**Exercise requirements**
An identical copy of the data below is needed.

**Records from a collection**
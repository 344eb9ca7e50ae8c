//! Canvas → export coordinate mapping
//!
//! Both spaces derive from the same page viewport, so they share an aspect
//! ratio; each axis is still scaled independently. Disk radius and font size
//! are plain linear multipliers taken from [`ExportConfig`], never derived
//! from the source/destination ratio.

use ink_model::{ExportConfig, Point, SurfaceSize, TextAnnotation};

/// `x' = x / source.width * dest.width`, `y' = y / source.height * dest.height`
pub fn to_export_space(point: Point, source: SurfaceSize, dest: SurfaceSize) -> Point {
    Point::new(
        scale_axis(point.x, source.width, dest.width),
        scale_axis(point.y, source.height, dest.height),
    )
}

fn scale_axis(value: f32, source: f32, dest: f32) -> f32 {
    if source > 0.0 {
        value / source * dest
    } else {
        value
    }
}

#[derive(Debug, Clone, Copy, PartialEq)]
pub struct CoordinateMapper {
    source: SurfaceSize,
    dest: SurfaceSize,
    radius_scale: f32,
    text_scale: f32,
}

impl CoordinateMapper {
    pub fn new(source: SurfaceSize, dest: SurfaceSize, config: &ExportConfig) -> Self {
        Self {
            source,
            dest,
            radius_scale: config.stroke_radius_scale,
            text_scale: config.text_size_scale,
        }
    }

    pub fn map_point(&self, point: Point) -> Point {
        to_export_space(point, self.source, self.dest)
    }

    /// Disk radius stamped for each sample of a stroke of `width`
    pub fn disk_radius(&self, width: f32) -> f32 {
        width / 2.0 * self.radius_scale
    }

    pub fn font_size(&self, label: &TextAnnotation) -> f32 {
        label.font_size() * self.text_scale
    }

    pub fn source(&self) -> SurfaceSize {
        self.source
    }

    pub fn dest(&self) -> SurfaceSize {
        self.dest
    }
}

**Response box**
repository 344eb9ca7e50ae8c
//! Canvas → export coordinate mapping
//!
//! Both spaces derive from the same page viewport, so they share an aspect
//! ratio; each axis is still scaled independently. Disk radius and font size
//! are plain linear multipliers taken from [`ExportConfig`], never derived
//! from the source/destination ratio.

use ink_model::{ExportConfig, Point, SurfaceSize, TextAnnotation};

/// `x' = x / source.width * dest.width`, `y' = y / source.height * dest.height`
pub fn to_export_space(point: Point, source: SurfaceSize, dest: SurfaceSize) -> Point {
    Point::new(
        scale_axis(point.x, source.width, dest.width),
        scale_axis(point.y, source.height, dest.height),
    )
}

fn scale_axis(value: f32, source: f32, dest: f32) -> f32 {
    if source > 0.0 {
        value / source * dest
    } else {
        value
    }
}

#[derive(Debug, Clone, Copy, PartialEq)]
pub struct CoordinateMapper {
    source: SurfaceSize,
    dest: SurfaceSize,
    radius_scale: f32,
    text_scale: f32,
}

impl CoordinateMapper {
    pub fn new(source: SurfaceSize, dest: SurfaceSize, config: &ExportConfig) -> Self {
        Self {
            source,
            dest,
            radius_scale: config.stroke_radius_scale,
            text_scale: config.text_size_scale,
        }
    }

    pub fn map_point(&self, point: Point) -> Point {
        to_export_space(point, self.source, self.dest)
    }

    /// Disk radius stamped for each sample of a stroke of `width`
    pub fn disk_radius(&self, width: f32) -> f32 {
        width / 2.0 * self.radius_scale
    }

    pub fn font_size(&self, label: &TextAnnotation) -> f32 {
        label.font_size() * self.text_scale
    }

    pub fn source(&self) -> SurfaceSize {
        self.source
    }

    pub fn dest(&self) -> SurfaceSize {
        self.dest
    }
}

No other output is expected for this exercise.